Data for the task START

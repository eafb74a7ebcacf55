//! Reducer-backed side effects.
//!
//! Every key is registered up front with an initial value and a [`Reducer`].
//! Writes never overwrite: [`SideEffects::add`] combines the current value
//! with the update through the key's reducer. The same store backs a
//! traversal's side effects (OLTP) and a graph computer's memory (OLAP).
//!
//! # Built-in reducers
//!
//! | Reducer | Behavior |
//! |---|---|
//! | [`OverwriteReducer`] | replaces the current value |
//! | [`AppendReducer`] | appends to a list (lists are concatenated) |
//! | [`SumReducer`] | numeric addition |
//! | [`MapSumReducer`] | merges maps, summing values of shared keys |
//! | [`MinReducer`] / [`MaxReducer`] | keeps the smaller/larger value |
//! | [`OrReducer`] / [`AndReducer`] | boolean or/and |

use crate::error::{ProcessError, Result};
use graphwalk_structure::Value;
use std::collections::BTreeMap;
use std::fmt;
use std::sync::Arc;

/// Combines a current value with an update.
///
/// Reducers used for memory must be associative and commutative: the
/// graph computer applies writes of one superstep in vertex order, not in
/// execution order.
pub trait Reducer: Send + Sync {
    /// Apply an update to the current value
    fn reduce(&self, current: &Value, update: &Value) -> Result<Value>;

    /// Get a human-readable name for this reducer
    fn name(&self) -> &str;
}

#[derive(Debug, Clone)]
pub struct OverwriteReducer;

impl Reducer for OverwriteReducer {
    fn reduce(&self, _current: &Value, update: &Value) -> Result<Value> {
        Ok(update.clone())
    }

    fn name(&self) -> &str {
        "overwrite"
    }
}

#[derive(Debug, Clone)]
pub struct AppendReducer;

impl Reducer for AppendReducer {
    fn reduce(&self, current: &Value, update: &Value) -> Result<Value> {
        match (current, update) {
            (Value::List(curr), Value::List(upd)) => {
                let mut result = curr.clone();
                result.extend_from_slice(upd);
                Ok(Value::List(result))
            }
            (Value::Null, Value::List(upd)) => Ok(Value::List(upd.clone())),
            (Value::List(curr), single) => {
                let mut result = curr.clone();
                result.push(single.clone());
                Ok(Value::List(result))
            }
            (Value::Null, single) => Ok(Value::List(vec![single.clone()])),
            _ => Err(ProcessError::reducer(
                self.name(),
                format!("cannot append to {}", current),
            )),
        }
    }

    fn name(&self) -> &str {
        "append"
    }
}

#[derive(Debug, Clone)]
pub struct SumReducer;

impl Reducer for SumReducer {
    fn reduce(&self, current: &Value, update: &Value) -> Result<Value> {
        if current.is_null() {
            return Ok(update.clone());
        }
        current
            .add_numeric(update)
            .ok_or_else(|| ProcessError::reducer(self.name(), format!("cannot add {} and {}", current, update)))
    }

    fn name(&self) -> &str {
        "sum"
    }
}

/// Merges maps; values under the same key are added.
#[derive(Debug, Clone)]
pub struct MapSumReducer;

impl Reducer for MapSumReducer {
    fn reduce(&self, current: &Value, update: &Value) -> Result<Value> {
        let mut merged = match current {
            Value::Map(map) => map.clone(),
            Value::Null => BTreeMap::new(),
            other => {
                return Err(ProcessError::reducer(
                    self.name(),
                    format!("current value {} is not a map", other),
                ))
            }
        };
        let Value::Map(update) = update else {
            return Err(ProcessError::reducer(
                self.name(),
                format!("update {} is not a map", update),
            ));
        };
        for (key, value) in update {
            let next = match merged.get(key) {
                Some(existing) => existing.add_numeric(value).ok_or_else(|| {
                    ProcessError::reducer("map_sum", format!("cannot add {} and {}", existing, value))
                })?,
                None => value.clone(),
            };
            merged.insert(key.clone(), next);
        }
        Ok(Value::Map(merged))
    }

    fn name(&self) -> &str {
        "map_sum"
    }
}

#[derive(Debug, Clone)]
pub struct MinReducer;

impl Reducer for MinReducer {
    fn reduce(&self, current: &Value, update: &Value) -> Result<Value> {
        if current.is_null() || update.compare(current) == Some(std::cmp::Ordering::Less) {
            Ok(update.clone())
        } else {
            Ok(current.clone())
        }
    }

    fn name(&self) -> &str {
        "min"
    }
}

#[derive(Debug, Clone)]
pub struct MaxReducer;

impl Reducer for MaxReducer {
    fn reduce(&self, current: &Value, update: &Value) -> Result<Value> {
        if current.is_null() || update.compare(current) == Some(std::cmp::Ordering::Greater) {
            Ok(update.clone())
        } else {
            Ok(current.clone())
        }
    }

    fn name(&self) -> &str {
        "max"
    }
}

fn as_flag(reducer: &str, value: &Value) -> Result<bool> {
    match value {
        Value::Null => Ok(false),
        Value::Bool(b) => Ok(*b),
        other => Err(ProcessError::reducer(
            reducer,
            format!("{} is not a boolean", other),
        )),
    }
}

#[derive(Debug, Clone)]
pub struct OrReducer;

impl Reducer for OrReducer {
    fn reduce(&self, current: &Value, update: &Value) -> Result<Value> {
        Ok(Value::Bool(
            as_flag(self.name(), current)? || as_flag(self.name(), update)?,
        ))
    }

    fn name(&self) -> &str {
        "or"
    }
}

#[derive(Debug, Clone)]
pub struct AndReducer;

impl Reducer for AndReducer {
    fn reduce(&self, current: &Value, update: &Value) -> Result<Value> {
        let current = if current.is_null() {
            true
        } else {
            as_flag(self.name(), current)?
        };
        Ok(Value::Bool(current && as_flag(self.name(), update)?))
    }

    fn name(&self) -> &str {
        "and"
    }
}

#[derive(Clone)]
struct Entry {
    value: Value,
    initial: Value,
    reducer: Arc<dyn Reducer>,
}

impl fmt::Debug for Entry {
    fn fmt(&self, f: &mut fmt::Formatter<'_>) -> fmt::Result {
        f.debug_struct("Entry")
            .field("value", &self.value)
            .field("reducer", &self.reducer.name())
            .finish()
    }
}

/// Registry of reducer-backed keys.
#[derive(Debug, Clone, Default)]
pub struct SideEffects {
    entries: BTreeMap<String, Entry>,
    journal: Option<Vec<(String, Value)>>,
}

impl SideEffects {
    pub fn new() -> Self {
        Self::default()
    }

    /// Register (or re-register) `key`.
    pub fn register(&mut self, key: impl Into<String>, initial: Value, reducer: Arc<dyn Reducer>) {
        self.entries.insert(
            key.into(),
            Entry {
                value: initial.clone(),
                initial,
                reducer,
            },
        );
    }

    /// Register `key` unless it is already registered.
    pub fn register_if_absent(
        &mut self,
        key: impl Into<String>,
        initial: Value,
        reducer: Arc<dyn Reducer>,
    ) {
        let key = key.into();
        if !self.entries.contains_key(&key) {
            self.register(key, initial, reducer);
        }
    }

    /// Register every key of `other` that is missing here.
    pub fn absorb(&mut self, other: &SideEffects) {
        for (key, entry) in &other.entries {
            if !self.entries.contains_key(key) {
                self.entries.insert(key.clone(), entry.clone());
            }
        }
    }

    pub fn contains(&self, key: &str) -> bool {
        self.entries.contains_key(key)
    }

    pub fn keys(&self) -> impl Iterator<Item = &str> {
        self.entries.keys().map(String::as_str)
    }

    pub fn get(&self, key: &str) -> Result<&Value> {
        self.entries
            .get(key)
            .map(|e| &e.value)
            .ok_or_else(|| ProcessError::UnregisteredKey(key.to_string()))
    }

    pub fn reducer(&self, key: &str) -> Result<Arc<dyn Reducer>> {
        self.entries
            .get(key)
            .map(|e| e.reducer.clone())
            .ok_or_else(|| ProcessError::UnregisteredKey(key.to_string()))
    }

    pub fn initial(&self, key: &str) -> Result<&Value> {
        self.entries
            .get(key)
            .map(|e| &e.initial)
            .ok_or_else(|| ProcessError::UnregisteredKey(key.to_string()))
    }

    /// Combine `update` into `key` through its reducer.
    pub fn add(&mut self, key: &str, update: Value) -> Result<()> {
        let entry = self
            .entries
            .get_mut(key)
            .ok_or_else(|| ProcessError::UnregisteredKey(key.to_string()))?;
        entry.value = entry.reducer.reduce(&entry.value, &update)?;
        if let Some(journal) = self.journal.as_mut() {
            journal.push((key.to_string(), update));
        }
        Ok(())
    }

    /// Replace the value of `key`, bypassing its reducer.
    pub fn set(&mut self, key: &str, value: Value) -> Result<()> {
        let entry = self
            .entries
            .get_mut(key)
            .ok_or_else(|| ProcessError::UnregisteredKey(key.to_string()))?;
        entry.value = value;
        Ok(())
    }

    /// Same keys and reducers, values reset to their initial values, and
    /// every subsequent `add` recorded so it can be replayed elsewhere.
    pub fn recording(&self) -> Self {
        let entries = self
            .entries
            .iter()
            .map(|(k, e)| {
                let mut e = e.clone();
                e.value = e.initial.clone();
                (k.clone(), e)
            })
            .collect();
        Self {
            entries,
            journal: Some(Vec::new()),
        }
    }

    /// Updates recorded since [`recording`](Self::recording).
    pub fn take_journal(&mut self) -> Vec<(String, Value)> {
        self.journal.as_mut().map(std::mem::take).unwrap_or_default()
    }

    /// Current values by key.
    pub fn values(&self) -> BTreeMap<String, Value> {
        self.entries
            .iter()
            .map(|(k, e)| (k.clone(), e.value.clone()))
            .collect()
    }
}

Data for the task END
Data for the task START

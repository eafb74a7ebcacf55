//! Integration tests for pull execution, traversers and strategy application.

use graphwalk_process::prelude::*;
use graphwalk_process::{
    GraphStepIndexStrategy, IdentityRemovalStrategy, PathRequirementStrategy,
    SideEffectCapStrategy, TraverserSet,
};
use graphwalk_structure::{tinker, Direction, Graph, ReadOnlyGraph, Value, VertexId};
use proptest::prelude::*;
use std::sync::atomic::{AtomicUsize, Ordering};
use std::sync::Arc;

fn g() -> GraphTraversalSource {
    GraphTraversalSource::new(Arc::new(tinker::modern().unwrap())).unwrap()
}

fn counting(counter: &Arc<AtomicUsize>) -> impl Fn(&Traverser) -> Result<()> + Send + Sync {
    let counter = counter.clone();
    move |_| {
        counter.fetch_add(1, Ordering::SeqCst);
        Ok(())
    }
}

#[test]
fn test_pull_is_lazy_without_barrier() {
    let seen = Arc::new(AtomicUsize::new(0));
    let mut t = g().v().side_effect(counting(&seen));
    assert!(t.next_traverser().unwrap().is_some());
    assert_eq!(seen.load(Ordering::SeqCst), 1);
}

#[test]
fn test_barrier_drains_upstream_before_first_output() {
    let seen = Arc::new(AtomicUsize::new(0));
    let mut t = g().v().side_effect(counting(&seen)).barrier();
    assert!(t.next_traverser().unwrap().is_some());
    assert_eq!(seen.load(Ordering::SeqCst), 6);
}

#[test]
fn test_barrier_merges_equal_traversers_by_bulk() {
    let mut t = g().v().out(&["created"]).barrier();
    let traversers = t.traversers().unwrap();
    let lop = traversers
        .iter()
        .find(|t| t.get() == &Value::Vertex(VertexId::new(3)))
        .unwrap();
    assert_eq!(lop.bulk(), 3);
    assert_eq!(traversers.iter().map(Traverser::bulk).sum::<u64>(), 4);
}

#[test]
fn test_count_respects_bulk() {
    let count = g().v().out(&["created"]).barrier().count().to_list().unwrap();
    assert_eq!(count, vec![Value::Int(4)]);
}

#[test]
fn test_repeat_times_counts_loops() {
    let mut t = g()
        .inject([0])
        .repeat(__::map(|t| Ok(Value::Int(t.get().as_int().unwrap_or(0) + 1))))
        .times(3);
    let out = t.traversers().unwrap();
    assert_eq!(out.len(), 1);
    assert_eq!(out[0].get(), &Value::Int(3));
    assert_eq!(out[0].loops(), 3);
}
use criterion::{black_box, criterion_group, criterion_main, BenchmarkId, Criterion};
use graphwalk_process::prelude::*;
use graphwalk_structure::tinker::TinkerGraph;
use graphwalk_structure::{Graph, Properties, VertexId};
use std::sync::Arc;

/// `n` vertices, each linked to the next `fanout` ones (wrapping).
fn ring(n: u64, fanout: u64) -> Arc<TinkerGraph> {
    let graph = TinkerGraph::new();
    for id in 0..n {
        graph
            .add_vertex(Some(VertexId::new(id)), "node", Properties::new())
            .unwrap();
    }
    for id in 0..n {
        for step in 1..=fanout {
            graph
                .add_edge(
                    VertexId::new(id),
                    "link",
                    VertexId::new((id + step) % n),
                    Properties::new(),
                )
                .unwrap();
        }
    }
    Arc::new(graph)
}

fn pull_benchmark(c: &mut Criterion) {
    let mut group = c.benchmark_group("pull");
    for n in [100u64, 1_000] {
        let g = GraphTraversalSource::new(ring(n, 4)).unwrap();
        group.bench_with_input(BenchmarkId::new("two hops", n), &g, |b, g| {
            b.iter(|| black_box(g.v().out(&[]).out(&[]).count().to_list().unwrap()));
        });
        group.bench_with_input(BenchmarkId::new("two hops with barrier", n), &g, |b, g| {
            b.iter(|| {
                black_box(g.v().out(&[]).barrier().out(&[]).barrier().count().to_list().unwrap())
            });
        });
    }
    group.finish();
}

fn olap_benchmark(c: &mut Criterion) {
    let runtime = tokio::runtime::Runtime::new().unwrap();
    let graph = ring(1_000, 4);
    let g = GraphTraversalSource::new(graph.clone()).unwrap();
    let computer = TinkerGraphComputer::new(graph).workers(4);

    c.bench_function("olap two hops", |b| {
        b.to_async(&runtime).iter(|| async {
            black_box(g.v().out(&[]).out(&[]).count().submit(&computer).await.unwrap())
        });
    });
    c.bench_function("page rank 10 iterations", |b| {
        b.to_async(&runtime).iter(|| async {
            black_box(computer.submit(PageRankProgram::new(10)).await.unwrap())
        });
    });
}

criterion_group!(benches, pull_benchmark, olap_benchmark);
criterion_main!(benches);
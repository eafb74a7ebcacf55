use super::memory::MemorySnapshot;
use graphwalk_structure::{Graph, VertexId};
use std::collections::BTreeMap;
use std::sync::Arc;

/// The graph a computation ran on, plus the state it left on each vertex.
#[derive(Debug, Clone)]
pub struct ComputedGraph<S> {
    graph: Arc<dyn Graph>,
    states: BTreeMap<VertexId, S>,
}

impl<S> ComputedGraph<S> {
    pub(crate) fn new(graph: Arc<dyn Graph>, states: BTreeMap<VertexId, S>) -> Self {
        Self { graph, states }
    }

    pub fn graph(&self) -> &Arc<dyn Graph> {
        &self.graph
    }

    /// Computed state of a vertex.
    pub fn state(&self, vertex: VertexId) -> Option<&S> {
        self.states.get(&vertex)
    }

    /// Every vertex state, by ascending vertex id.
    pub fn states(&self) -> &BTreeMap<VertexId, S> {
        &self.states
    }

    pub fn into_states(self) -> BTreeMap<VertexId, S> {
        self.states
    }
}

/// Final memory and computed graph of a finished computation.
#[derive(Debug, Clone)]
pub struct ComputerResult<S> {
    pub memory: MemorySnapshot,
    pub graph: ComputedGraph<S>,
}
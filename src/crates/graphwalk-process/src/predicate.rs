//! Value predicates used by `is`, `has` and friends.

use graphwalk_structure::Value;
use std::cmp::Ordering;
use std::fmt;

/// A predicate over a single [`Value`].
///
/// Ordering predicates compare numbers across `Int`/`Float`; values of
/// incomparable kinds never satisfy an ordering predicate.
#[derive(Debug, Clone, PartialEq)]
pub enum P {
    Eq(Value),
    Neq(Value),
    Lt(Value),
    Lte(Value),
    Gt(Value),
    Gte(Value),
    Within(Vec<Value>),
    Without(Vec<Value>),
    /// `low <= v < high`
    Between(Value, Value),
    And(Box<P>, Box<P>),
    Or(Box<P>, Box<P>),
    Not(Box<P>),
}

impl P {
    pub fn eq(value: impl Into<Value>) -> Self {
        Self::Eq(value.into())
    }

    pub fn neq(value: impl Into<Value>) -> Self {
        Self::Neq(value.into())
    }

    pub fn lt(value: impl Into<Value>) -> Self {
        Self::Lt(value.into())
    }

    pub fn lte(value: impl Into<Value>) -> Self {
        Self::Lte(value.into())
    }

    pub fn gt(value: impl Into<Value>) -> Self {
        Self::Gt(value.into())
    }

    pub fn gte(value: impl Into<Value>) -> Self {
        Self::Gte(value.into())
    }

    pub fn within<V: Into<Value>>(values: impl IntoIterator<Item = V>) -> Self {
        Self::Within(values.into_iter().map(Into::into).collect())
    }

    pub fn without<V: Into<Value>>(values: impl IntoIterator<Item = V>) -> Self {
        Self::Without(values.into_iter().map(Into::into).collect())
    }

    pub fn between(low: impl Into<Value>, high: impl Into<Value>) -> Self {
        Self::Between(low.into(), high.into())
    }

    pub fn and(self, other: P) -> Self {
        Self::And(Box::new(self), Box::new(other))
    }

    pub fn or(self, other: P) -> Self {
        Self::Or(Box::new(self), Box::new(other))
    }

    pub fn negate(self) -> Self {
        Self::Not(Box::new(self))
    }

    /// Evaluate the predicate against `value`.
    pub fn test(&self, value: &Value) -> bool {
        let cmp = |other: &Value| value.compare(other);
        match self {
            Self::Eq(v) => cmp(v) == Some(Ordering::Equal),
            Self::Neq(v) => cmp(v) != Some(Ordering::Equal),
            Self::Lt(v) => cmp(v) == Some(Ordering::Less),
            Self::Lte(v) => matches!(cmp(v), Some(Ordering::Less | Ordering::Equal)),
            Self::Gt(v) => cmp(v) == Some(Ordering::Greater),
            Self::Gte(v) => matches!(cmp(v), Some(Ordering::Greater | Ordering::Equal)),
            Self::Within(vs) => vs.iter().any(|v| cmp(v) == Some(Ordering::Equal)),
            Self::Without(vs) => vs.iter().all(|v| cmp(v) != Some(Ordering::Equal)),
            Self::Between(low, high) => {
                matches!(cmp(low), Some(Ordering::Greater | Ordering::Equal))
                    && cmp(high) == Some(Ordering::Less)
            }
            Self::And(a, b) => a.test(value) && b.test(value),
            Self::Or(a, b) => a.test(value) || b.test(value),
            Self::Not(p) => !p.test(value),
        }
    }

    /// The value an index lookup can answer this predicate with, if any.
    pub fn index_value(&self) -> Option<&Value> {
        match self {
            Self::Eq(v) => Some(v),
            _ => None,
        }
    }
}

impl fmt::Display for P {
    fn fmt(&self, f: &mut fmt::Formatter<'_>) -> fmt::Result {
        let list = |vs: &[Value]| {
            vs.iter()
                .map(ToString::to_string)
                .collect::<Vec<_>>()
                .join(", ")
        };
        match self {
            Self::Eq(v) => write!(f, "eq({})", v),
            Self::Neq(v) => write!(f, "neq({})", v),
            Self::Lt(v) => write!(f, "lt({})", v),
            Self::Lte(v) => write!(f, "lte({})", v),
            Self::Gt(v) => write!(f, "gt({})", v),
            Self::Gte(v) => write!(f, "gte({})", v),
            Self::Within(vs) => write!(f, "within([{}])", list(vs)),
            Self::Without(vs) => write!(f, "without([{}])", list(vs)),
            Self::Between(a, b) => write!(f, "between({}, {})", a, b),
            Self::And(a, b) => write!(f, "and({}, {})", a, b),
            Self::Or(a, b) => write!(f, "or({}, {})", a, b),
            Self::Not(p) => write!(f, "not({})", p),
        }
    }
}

Data for the task END
Data for the task START

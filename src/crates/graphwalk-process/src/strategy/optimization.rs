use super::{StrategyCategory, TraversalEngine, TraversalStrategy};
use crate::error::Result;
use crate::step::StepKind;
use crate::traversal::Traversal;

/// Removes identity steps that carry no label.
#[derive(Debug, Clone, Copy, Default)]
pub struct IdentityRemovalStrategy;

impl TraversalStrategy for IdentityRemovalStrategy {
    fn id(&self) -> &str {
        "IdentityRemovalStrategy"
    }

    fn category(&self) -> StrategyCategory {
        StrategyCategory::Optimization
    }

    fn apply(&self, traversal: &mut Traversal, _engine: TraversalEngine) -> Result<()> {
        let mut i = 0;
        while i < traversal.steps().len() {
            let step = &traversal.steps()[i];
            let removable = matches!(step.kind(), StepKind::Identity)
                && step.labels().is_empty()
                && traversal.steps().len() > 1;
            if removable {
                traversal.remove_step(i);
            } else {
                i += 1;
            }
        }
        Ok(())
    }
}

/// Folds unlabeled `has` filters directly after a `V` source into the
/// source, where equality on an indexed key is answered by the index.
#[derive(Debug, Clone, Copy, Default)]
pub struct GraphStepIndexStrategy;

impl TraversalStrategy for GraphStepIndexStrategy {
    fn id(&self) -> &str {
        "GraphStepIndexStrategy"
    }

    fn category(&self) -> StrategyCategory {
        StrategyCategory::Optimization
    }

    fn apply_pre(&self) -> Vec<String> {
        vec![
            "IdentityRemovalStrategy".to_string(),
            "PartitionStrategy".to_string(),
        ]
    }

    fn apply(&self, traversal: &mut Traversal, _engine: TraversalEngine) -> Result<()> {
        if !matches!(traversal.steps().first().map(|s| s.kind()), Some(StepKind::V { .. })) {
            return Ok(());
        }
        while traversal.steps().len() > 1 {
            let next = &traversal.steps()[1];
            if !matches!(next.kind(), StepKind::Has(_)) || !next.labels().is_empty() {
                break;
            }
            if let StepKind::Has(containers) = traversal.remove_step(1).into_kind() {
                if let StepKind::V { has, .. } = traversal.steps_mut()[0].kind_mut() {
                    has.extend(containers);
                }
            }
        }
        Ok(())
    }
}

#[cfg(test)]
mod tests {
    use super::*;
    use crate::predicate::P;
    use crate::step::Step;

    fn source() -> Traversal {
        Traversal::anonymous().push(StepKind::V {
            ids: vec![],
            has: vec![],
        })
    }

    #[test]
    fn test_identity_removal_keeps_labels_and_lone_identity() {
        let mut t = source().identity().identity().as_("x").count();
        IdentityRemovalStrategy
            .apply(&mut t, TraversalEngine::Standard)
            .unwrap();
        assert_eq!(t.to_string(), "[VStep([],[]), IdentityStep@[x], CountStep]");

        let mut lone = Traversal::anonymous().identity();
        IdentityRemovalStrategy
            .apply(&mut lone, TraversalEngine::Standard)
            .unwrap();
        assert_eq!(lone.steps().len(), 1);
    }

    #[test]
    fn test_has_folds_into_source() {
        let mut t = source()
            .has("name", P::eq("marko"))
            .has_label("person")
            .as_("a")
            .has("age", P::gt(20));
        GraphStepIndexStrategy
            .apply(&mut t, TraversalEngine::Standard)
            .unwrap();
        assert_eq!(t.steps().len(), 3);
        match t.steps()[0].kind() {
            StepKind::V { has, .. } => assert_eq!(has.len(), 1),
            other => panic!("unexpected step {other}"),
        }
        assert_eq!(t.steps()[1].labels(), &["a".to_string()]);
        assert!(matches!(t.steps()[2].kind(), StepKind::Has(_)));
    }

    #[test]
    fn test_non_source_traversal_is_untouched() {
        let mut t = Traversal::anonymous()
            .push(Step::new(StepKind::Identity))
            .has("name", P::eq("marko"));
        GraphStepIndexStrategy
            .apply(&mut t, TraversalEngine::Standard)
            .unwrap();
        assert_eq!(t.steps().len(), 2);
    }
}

Data for the task END

Exercise objective: Copy verbatim, from the listing above, each line from the one containing "boolean or/and |" down to the one containing "fn reduce(&self, _current: &Value, update: &Value)", inclusive.

Exercise answer:
//! | [`OrReducer`] / [`AndReducer`] | boolean or/and |

use crate::error::{ProcessError, Result};
use graphwalk_structure::Value;
use std::collections::BTreeMap;
use std::fmt;
use std::sync::Arc;

/// Combines a current value with an update.
///
/// Reducers used for memory must be associative and commutative: the
/// graph computer applies writes of one superstep in vertex order, not in
/// execution order.
pub trait Reducer: Send + Sync {
    /// Apply an update to the current value
    fn reduce(&self, current: &Value, update: &Value) -> Result<Value>;

    /// Get a human-readable name for this reducer
    fn name(&self) -> &str;
}

#[derive(Debug, Clone)]
pub struct OverwriteReducer;

impl Reducer for OverwriteReducer {
    fn reduce(&self, _current: &Value, update: &Value) -> Result<Value> {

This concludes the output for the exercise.